ちょっと迷ったけど、別に口止めされてはいないし、言っても問題なさそうだと、打ち明ける事にした。フォルスは噂とか好きじゃないから信頼できるしね。
「いや、実はね?」
少し前、どうして眼鏡を取ったのかペイストに聞いてみると
「シェールに一目惚れして、眼鏡取った顔が見たかったんだってさ」
その後シェールに頼んでみると、外してくれて、やっぱりめちゃくちゃ可愛かった。
ペイストはマジマジと見て、赤くなって、すぐに眼鏡を指差して似合うからずっと付けてろ!って言ってた。目の色と同じぐらい青い顔に変わってね。

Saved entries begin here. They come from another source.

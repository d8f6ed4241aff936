//! Operation tables and clients for web apps, site certificates,
//! certificate orders and Key Vaults.

use crate::appservice::models::{
    CertificateInner, CertificateOrderInner, HostNameBindingInner, KeyVaultBindingInner,
    SiteConfig, SiteInner, VaultInner,
};
use crate::clients::HttpMethod;
use crate::config::ApiVersion;
use crate::rest::{
    get_path, require_body, Operation, PagedOperation, RequestSpec, ResourceOperation,
    ResourcePath, ResponseShape, ResponseTable, ServiceClient, ServiceResponse, ValidationError,
};

/// The api-version of site and site certificate operations.
pub const WEB_API_VERSION: ApiVersion = ApiVersion::from_static("2016-08-01");

/// The api-version of certificate order operations.
pub const CERTIFICATE_ORDER_API_VERSION: ApiVersion = ApiVersion::from_static("2015-08-01");

/// The api-version of Key Vault operations.
pub const KEY_VAULT_API_VERSION: ApiVersion = ApiVersion::from_static("2016-10-01");

/// The provider namespace of sites and site certificates.
pub const PROVIDER_NAMESPACE: &str = "Microsoft.Web";

/// The provider namespace of certificate orders.
pub const CERTIFICATE_ORDER_NAMESPACE: &str = "Microsoft.CertificateRegistration";

/// The provider namespace of Key Vaults.
pub const KEY_VAULT_NAMESPACE: &str = "Microsoft.KeyVault";

const SITE: &str = "subscriptions/{subscriptionId}/resourceGroups/{resourceGroupName}/providers/Microsoft.Web/sites/{name}";
const SITE_PARAMS: &[&str] = &["subscriptionId", "resourceGroupName", "name"];
const HOST_NAME_BINDING_PARAMS: &[&str] =
    &["subscriptionId", "resourceGroupName", "name", "hostName"];
const CERTIFICATE_PARAMS: &[&str] = &["subscriptionId", "resourceGroupName", "name"];
const ORDER_PARAMS: &[&str] = &["subscriptionId", "resourceGroupName", "certificateOrderName"];
const KEY_VAULT_BINDING_PARAMS: &[&str] = &[
    "subscriptionId",
    "resourceGroupName",
    "certificateOrderName",
    "name",
];
const VAULT_PARAMS: &[&str] = &["subscriptionId", "resourceGroupName", "vaultName"];

/// Paths of site operations.
pub const SITE_PATHS: &[ResourcePath] = &[
    ResourcePath::new(HttpMethod::Get, ResourceOperation::Get, SITE_PARAMS, SITE),
    ResourcePath::new(
        HttpMethod::Put,
        ResourceOperation::CreateOrUpdate,
        SITE_PARAMS,
        SITE,
    ),
    ResourcePath::new(HttpMethod::Delete, ResourceOperation::Delete, SITE_PARAMS, SITE),
    ResourcePath::new(
        HttpMethod::Get,
        ResourceOperation::List,
        &["subscriptionId", "resourceGroupName"],
        "subscriptions/{subscriptionId}/resourceGroups/{resourceGroupName}/providers/Microsoft.Web/sites",
    ),
];

/// Paths of the `config/web` resource of a site.
pub const SITE_CONFIG_PATHS: &[ResourcePath] = &[ResourcePath::new(
    HttpMethod::Get,
    ResourceOperation::Get,
    SITE_PARAMS,
    "subscriptions/{subscriptionId}/resourceGroups/{resourceGroupName}/providers/Microsoft.Web/sites/{name}/config/web",
)];

/// Paths of host name binding operations.
pub const HOST_NAME_BINDING_PATHS: &[ResourcePath] = &[
    ResourcePath::new(
        HttpMethod::Put,
        ResourceOperation::CreateOrUpdate,
        HOST_NAME_BINDING_PARAMS,
        "subscriptions/{subscriptionId}/resourceGroups/{resourceGroupName}/providers/Microsoft.Web/sites/{name}/hostNameBindings/{hostName}",
    ),
    ResourcePath::new(
        HttpMethod::Get,
        ResourceOperation::List,
        SITE_PARAMS,
        "subscriptions/{subscriptionId}/resourceGroups/{resourceGroupName}/providers/Microsoft.Web/sites/{name}/hostNameBindings",
    ),
];

/// Paths of site certificate operations.
pub const CERTIFICATE_PATHS: &[ResourcePath] = &[ResourcePath::new(
    HttpMethod::Put,
    ResourceOperation::CreateOrUpdate,
    CERTIFICATE_PARAMS,
    "subscriptions/{subscriptionId}/resourceGroups/{resourceGroupName}/providers/Microsoft.Web/certificates/{name}",
)];

/// Paths of certificate order operations.
pub const CERTIFICATE_ORDER_PATHS: &[ResourcePath] = &[
    ResourcePath::new(
        HttpMethod::Put,
        ResourceOperation::CreateOrUpdate,
        ORDER_PARAMS,
        "subscriptions/{subscriptionId}/resourceGroups/{resourceGroupName}/providers/Microsoft.CertificateRegistration/certificateOrders/{certificateOrderName}",
    ),
];

/// Paths of the Key Vault bindings of a certificate order.
pub const KEY_VAULT_BINDING_PATHS: &[ResourcePath] = &[
    ResourcePath::new(
        HttpMethod::Put,
        ResourceOperation::CreateOrUpdate,
        KEY_VAULT_BINDING_PARAMS,
        "subscriptions/{subscriptionId}/resourceGroups/{resourceGroupName}/providers/Microsoft.CertificateRegistration/certificateOrders/{certificateOrderName}/certificates/{name}",
    ),
    ResourcePath::new(
        HttpMethod::Get,
        ResourceOperation::List,
        ORDER_PARAMS,
        "subscriptions/{subscriptionId}/resourceGroups/{resourceGroupName}/providers/Microsoft.CertificateRegistration/certificateOrders/{certificateOrderName}/certificates",
    ),
];

/// Paths of Key Vault operations.
pub const VAULT_PATHS: &[ResourcePath] = &[ResourcePath::new(
    HttpMethod::Put,
    ResourceOperation::CreateOrUpdate,
    VAULT_PARAMS,
    "subscriptions/{subscriptionId}/resourceGroups/{resourceGroupName}/providers/Microsoft.KeyVault/vaults/{vaultName}",
)];

/// 200 or 202 with the site; 202 may carry no body.
pub const SITE_WRITE_RESPONSES: ResponseTable =
    ResponseTable::new(&[(200, ResponseShape::Body), (202, ResponseShape::Body)]);

/// 200 or 204, no body.
pub const SITE_DELETE_RESPONSES: ResponseTable =
    ResponseTable::new(&[(200, ResponseShape::Empty), (204, ResponseShape::Empty)]);

/// 200 or 201 with the resource; 201 may carry no body.
pub const CREATED_RESPONSES: ResponseTable =
    ResponseTable::new(&[(200, ResponseShape::Body), (201, ResponseShape::Body)]);

fn spec(
    operation_name: &'static str,
    paths: &'static [ResourcePath],
    operation: ResourceOperation,
    available: &[&str],
    api_version: ApiVersion,
) -> Result<RequestSpec, ValidationError> {
    get_path(paths, operation, available)
        .map(|path| RequestSpec::new(operation_name, path, api_version))
        .ok_or_else(|| ValidationError::MissingParameter {
            operation: operation_name,
            parameter: available.last().copied().unwrap_or_default().to_string(),
        })
}

/// Low-level operations on web apps and their host name bindings.
#[derive(Debug, Clone)]
pub struct WebAppsClient {
    client: ServiceClient,
}

impl WebAppsClient {
    /// Creates a web apps client.
    #[must_use]
    pub const fn new(client: ServiceClient) -> Self {
        Self { client }
    }

    fn site_spec(
        name: &'static str,
        paths: &'static [ResourcePath],
        operation: ResourceOperation,
        resource_group: &str,
        site: &str,
    ) -> Result<RequestSpec, ValidationError> {
        Ok(spec(name, paths, operation, SITE_PARAMS, WEB_API_VERSION)?
            .param("resourceGroupName", resource_group)
            .param("name", site))
    }

    /// Reads one site.
    pub fn get(&self, resource_group: &str, site: &str) -> Operation<SiteInner> {
        match Self::site_spec(
            "WebApps.get",
            SITE_PATHS,
            ResourceOperation::Get,
            resource_group,
            site,
        ) {
            Ok(spec) => self
                .client
                .send::<SiteInner>(spec, ResponseTable::OK)
                .and_then(|response| require_body(response.status(), response.into_body())),
            Err(error) => Operation::failed(error),
        }
    }

    /// Reads the `config/web` resource of a site.
    pub fn get_configuration(&self, resource_group: &str, site: &str) -> Operation<SiteConfig> {
        match Self::site_spec(
            "WebApps.getConfiguration",
            SITE_CONFIG_PATHS,
            ResourceOperation::Get,
            resource_group,
            site,
        ) {
            Ok(spec) => self
                .client
                .send::<ConfigEnvelope>(spec, ResponseTable::OK)
                .and_then(|response| require_body(response.status(), response.into_body()))
                .map(|envelope| envelope.properties),
            Err(error) => Operation::failed(error),
        }
    }

    /// Creates or replaces a site. `None` means the service accepted it
    /// without returning a representation.
    pub fn create_or_update(
        &self,
        resource_group: &str,
        site: &str,
        parameters: &SiteInner,
    ) -> Operation<Option<SiteInner>> {
        match Self::site_spec(
            "WebApps.createOrUpdate",
            SITE_PATHS,
            ResourceOperation::CreateOrUpdate,
            resource_group,
            site,
        ) {
            Ok(spec) => self
                .client
                .send::<SiteInner>(spec.body(parameters), SITE_WRITE_RESPONSES)
                .map(ServiceResponse::into_body),
            Err(error) => Operation::failed(error),
        }
    }

    /// Deletes a site.
    pub fn delete(&self, resource_group: &str, site: &str) -> Operation<()> {
        match Self::site_spec(
            "WebApps.delete",
            SITE_PATHS,
            ResourceOperation::Delete,
            resource_group,
            site,
        ) {
            Ok(spec) => self
                .client
                .send::<serde_json::Value>(spec, SITE_DELETE_RESPONSES)
                .map(|_| ()),
            Err(error) => Operation::failed(error),
        }
    }

    /// Lists the sites of a resource group.
    pub fn list_by_resource_group(&self, resource_group: &str) -> PagedOperation<SiteInner> {
        match spec(
            "WebApps.listByResourceGroup",
            SITE_PATHS,
            ResourceOperation::List,
            &["subscriptionId", "resourceGroupName"],
            WEB_API_VERSION,
        ) {
            Ok(spec) => self.client.list(
                spec.param("resourceGroupName", resource_group),
                ResponseTable::OK,
            ),
            Err(error) => PagedOperation::failed(error),
        }
    }

    /// Creates or replaces the binding of `host_name` to a site.
    pub fn create_or_update_host_name_binding(
        &self,
        resource_group: &str,
        site: &str,
        host_name: &str,
        parameters: &HostNameBindingInner,
    ) -> Operation<HostNameBindingInner> {
        match spec(
            "WebApps.createOrUpdateHostNameBinding",
            HOST_NAME_BINDING_PATHS,
            ResourceOperation::CreateOrUpdate,
            HOST_NAME_BINDING_PARAMS,
            WEB_API_VERSION,
        ) {
            Ok(spec) => self
                .client
                .send::<HostNameBindingInner>(
                    spec
                        .param("resourceGroupName", resource_group)
                        .param("name", site)
                        .param("hostName", host_name)
                        .body(parameters),
                    ResponseTable::OK,
                )
                .and_then(|response| require_body(response.status(), response.into_body())),
            Err(error) => Operation::failed(error),
        }
    }

    /// Lists the host name bindings of a site.
    pub fn list_host_name_bindings(
        &self,
        resource_group: &str,
        site: &str,
    ) -> PagedOperation<HostNameBindingInner> {
        match Self::site_spec(
            "WebApps.listHostNameBindings",
            HOST_NAME_BINDING_PATHS,
            ResourceOperation::List,
            resource_group,
            site,
        ) {
            Ok(spec) => self.client.list(spec, ResponseTable::OK),
            Err(error) => PagedOperation::failed(error),
        }
    }
}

シェールは不思議そうに、でも嬉しそうに眼鏡をかけた。
「後で聞いたら、可愛すぎて心配になったんだってさ」
「わ、分かってる奴だな!」
あーなるほど・・・
「フォルスってシェールの事大好きなんだね・・・」
「え、あ、違っ!わないけど・・・」
「ふふっ」
「・・・でも、幼馴染だからってずっと側にはいてあげられないんだね」
「ずっと側にいるなんて無理だよ」
幼馴染でも、兄弟でも、家族でも、双子でも、恋人でもそれは同じだ。見ている方向は同じでも、歩く道はそれぞれに違う。
「そう、だね」
「シェールだって、子供じゃない。信じて見守る事も必要だよ。助けてほしいって言われたら全力で助けに行けばいいよ!2人は幼馴染で、親友でしょ?」
「・・・そう。そうだね!」
「ふふふっ」
「は、話は終わりだ!じゃあ、あ、ありがと」
2人の関係は良好みたい。良かった!本当にもう大丈夫だ!
実はシェールに外してもらった後、こんなやりとりがあった。
「マオさんって寮では眼鏡かけてるんですか?」
「いや、裸眼だよ。何で?」
「たまにやってます。これ」
シェールは指先で眼鏡をなおした。
「そ、そう?」
「ほら、それだよ。困った時にするんだな」
ペイストが指を指す。
「あークセかな?」
「そうですか・・・」
「かけてたんだ。昔ね」
「昔?」
あ、ヤバ!
ちょっと残念そうなシェールに口が滑ってしまい、席を外すと足を運ぶ。
「眼って良くなったりするのか?」
「さあ?あまり聞いた事ありませんわ」
ペイストとシェールは2人揃って首を傾げた。